Required action: Repeat the listing that comes next, leaving nothing out and changing nothing.
----- Information provided
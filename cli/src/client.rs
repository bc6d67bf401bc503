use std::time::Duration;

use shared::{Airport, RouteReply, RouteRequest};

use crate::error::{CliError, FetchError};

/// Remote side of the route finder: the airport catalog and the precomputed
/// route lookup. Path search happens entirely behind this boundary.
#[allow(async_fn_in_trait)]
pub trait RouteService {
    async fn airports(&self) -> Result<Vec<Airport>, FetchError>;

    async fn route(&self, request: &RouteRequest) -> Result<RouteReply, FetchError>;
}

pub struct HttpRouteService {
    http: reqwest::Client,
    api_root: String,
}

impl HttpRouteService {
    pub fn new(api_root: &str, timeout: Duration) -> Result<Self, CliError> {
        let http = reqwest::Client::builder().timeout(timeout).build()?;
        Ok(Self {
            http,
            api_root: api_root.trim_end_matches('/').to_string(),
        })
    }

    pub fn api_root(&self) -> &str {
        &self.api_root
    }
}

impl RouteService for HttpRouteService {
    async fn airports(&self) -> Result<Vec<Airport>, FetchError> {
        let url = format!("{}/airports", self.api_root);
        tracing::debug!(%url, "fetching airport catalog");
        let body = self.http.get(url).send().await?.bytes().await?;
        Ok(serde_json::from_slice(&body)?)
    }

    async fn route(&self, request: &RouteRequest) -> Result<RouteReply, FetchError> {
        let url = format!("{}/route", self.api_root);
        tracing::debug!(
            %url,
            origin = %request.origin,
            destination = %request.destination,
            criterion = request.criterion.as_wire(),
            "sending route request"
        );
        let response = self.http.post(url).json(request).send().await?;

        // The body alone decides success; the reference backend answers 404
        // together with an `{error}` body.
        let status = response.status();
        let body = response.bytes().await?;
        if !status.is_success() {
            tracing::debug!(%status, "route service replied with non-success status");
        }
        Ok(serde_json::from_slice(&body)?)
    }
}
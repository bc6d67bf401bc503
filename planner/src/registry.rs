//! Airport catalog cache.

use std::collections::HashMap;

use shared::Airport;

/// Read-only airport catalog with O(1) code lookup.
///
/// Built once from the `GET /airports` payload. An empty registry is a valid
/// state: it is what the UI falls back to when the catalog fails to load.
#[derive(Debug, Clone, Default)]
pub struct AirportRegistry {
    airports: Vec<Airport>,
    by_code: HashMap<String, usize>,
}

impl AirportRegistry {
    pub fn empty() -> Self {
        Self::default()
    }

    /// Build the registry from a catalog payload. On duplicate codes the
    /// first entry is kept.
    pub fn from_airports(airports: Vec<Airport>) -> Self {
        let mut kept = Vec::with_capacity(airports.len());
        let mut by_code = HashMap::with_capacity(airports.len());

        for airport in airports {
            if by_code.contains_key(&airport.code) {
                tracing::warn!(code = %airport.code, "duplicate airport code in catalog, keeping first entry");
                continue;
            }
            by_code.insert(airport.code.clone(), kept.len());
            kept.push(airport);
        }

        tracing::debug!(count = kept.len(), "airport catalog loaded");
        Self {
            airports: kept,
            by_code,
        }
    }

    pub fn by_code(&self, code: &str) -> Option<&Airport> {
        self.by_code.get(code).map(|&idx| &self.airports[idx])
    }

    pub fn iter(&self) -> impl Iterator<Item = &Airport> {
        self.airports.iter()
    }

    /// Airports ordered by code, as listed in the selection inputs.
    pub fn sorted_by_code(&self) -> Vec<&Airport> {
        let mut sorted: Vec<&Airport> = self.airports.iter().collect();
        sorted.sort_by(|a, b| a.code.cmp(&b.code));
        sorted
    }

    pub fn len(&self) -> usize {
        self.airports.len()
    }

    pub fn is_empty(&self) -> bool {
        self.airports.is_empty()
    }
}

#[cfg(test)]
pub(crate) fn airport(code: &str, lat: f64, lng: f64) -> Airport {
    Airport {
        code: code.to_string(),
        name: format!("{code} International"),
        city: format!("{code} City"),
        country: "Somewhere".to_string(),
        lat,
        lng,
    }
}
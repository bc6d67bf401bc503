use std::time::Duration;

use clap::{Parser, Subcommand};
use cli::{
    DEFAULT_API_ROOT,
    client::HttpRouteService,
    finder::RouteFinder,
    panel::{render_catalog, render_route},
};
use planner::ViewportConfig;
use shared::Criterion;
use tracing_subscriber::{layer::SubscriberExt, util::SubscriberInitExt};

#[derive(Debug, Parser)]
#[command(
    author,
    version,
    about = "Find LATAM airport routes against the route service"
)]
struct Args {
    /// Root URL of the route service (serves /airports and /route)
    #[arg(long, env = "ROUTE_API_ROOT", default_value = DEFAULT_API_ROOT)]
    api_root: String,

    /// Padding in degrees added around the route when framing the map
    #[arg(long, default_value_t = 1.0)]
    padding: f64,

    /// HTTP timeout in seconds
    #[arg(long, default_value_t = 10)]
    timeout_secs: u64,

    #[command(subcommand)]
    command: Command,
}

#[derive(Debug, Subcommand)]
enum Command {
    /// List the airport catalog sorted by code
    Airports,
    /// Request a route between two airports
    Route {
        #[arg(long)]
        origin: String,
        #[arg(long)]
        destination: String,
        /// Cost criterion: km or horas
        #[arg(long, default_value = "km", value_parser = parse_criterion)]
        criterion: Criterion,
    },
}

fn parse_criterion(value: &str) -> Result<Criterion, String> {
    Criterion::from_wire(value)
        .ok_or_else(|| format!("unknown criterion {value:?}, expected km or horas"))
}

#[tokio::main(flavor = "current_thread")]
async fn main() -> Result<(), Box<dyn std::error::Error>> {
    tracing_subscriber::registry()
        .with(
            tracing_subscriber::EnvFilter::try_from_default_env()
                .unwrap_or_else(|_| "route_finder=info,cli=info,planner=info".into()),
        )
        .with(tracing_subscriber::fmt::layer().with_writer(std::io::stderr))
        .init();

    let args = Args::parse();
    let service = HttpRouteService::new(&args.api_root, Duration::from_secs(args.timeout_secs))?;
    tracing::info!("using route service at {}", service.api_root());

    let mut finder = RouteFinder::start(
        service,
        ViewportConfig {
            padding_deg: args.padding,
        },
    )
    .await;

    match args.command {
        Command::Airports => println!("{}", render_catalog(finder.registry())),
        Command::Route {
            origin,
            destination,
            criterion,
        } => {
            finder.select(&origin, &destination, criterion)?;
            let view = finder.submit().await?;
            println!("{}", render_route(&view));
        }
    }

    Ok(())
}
----------
Output for this task:
filename cli/src/client.rs
repository bc6d67bf401bc503
use std::time::Duration;

use shared::{Airport, RouteReply, RouteRequest};

use crate::error::{CliError, FetchError};

/// Remote side of the route finder: the airport catalog and the precomputed
/// route lookup. Path search happens entirely behind this boundary.
#[allow(async_fn_in_trait)]
pub trait RouteService {
    async fn airports(&self) -> Result<Vec<Airport>, FetchError>;

    async fn route(&self, request: &RouteRequest) -> Result<RouteReply, FetchError>;
}

pub struct HttpRouteService {
    http: reqwest::Client,
    api_root: String,
}

impl HttpRouteService {
    pub fn new(api_root: &str, timeout: Duration) -> Result<Self, CliError> {
        let http = reqwest::Client::builder().timeout(timeout).build()?;
        Ok(Self {
            http,
            api_root: api_root.trim_end_matches('/').to_string(),
        })
    }

    pub fn api_root(&self) -> &str {
        &self.api_root
    }
}

impl RouteService for HttpRouteService {
    async fn airports(&self) -> Result<Vec<Airport>, FetchError> {
        let url = format!("{}/airports", self.api_root);
        tracing::debug!(%url, "fetching airport catalog");
        let body = self.http.get(url).send().await?.bytes().await?;
        Ok(serde_json::from_slice(&body)?)
    }

    async fn route(&self, request: &RouteRequest) -> Result<RouteReply, FetchError> {
        let url = format!("{}/route", self.api_root);
        tracing::debug!(
            %url,
            origin = %request.origin,
            destination = %request.destination,
            criterion = request.criterion.as_wire(),
            "sending route request"
        );
        let response = self.http.post(url).json(request).send().await?;

        // The body alone decides success; the reference backend answers 404
        // together with an `{error}` body.
        let status = response.status();
        let body = response.bytes().await?;
        if !status.is_success() {
            tracing::debug!(%status, "route service replied with non-success status");
        }
        Ok(serde_json::from_slice(&body)?)
    }
}
repository bc6d67bf401bc503
filename planner/src/registry.rs
//! Airport catalog cache.

use std::collections::HashMap;

use shared::Airport;

/// Read-only airport catalog with O(1) code lookup.
///
/// Built once from the `GET /airports` payload. An empty registry is a valid
/// state: it is what the UI falls back to when the catalog fails to load.
#[derive(Debug, Clone, Default)]
pub struct AirportRegistry {
    airports: Vec<Airport>,
    by_code: HashMap<String, usize>,
}

impl AirportRegistry {
    pub fn empty() -> Self {
        Self::default()
    }

    /// Build the registry from a catalog payload. On duplicate codes the
    /// first entry is kept.
    pub fn from_airports(airports: Vec<Airport>) -> Self {
        let mut kept = Vec::with_capacity(airports.len());
        let mut by_code = HashMap::with_capacity(airports.len());

        for airport in airports {
            if by_code.contains_key(&airport.code) {
                tracing::warn!(code = %airport.code, "duplicate airport code in catalog, keeping first entry");
                continue;
            }
            by_code.insert(airport.code.clone(), kept.len());
            kept.push(airport);
        }

        tracing::debug!(count = kept.len(), "airport catalog loaded");
        Self {
            airports: kept,
            by_code,
        }
    }

    pub fn by_code(&self, code: &str) -> Option<&Airport> {
        self.by_code.get(code).map(|&idx| &self.airports[idx])
    }

    pub fn iter(&self) -> impl Iterator<Item = &Airport> {
        self.airports.iter()
    }

    /// Airports ordered by code, as listed in the selection inputs.
    pub fn sorted_by_code(&self) -> Vec<&Airport> {
        let mut sorted: Vec<&Airport> = self.airports.iter().collect();
        sorted.sort_by(|a, b| a.code.cmp(&b.code));
        sorted
    }

    pub fn len(&self) -> usize {
        self.airports.len()
    }

    pub fn is_empty(&self) -> bool {
        self.airports.is_empty()
    }
}

#[cfg(test)]
pub(crate) fn airport(code: &str, lat: f64, lng: f64) -> Airport {
    Airport {
        code: code.to_string(),
        name: format!("{code} International"),
        city: format!("{code} City"),
        country: "Somewhere".to_string(),
        lat,
        lng,
    }
}
repository bc6d67bf401bc503
use std::time::Duration;

use clap::{Parser, Subcommand};
use cli::{
    DEFAULT_API_ROOT,
    client::HttpRouteService,
    finder::RouteFinder,
    panel::{render_catalog, render_route},
};
use planner::ViewportConfig;
use shared::Criterion;
use tracing_subscriber::{layer::SubscriberExt, util::SubscriberInitExt};

#[derive(Debug, Parser)]
#[command(
    author,
    version,
    about = "Find LATAM airport routes against the route service"
)]
struct Args {
    /// Root URL of the route service (serves /airports and /route)
    #[arg(long, env = "ROUTE_API_ROOT", default_value = DEFAULT_API_ROOT)]
    api_root: String,

    /// Padding in degrees added around the route when framing the map
    #[arg(long, default_value_t = 1.0)]
    padding: f64,

    /// HTTP timeout in seconds
    #[arg(long, default_value_t = 10)]
    timeout_secs: u64,

    #[command(subcommand)]
    command: Command,
}

#[derive(Debug, Subcommand)]
enum Command {
    /// List the airport catalog sorted by code
    Airports,
    /// Request a route between two airports
    Route {
        #[arg(long)]
        origin: String,
        #[arg(long)]
        destination: String,
        /// Cost criterion: km or horas
        #[arg(long, default_value = "km", value_parser = parse_criterion)]
        criterion: Criterion,
    },
}

fn parse_criterion(value: &str) -> Result<Criterion, String> {
    Criterion::from_wire(value)
        .ok_or_else(|| format!("unknown criterion {value:?}, expected km or horas"))
}

#[tokio::main(flavor = "current_thread")]
async fn main() -> Result<(), Box<dyn std::error::Error>> {
    tracing_subscriber::registry()
        .with(
            tracing_subscriber::EnvFilter::try_from_default_env()
                .unwrap_or_else(|_| "route_finder=info,cli=info,planner=info".into()),
        )
        .with(tracing_subscriber::fmt::layer().with_writer(std::io::stderr))
        .init();

    let args = Args::parse();
    let service = HttpRouteService::new(&args.api_root, Duration::from_secs(args.timeout_secs))?;
    tracing::info!("using route service at {}", service.api_root());

    let mut finder = RouteFinder::start(
        service,
        ViewportConfig {
            padding_deg: args.padding,
        },
    )
    .await;

    match args.command {
        Command::Airports => println!("{}", render_catalog(finder.registry())),
        Command::Route {
            origin,
            destination,
            criterion,
        } => {
            finder.select(&origin, &destination, criterion)?;
            let view = finder.submit().await?;
            println!("{}", render_route(&view));
        }
    }

    Ok(())
}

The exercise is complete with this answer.